A complete understanding of the molecular and neuronal mechanism of brain diseases will be valuable for constructing effective strategies to optimize clinical prevention or diagnosis and therapeutic treatments of these specific cognitive diseases such as Alzheimer’s disease. The human genome projects and genome-wide association studies [2] have identified numerous genes for hereditable Alzheimer’s disease. However, our understanding of how these diverse functions of AD genes conjoin to maintain healthy post mitotic neuronal function in memory of brains remains incomplete.
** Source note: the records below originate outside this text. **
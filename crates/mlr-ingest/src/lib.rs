//! Source snapshot loading for MLR analysis.
//!
//! This crate plays the warehouse-loader role: it supplies the nine source
//! tables as Polars DataFrames, all or nothing.
//!
//! # Features
//!
//! - **CSV Loading**: one CSV export per warehouse table, dates inferred
//! - **Table Discovery**: match files to tables by warehouse name
//! - **Fingerprints**: SHA-256 snapshot ids over file metadata
//! - **Caching**: TTL cache keyed by snapshot id
//!
//! # Example
//!
//! ```ignore
//! use mlr_ingest::{CsvDirectorySource, SnapshotCache};
//!
//! let mut cache = SnapshotCache::with_default_ttl(CsvDirectorySource::new("exports/2024-06"));
//! let snapshot = cache.get()?;
//! println!("{} claims", snapshot.tables.claims.height());
//! ```

mod cache;
mod csv;
mod discovery;
mod error;
mod snapshot;
mod source;
mod tables;

// === Error Types ===
pub use error::{IngestError, Result};

// === Loading ===
pub use csv::{INFER_SCHEMA_ROWS, read_csv_table};
pub use discovery::{list_csv_files, locate_table_files, match_table_files};
pub use snapshot::fingerprint_files;
pub use source::{CsvDirectorySource, TableSource, load_snapshot};
pub use tables::SourceTables;

// === Caching ===
pub use cache::{DEFAULT_CACHE_TTL, Snapshot, SnapshotCache};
In order to maximize the advantageous accessibility of fly genetics and fly brains, we along with many other researchers have established fly models for Alzheimer’s disease [3,4]. Here, we attempt to describe a fly model for AD which could fill the gap between fly genetic models and mouse models for AD that give a strong neuropathology which recapitulates the plague and neurofibrillary tangle like phenotypes in the animal model of Drosophila.
Our first effort was to co-express Aβ42 and GFP in glutamatergic neurons and several other types of neurons and observe Aβ42’s effect on these neurons over time. As shown in Figure 1, it appears that the expression of Aβ42 formed “AD plague-like” protein accumulations by whole mount fly brain staining with monoclonal antibody, 6E10 against Aβ amino acid 1-16 where it located to outside of neuron surface labeled with membrane CD8-GFP using confocal microscopy. We notably observed that the formation of AD plague like neuropathology is a risk combination of neuronal vulnerability and time-dependent process (not shown).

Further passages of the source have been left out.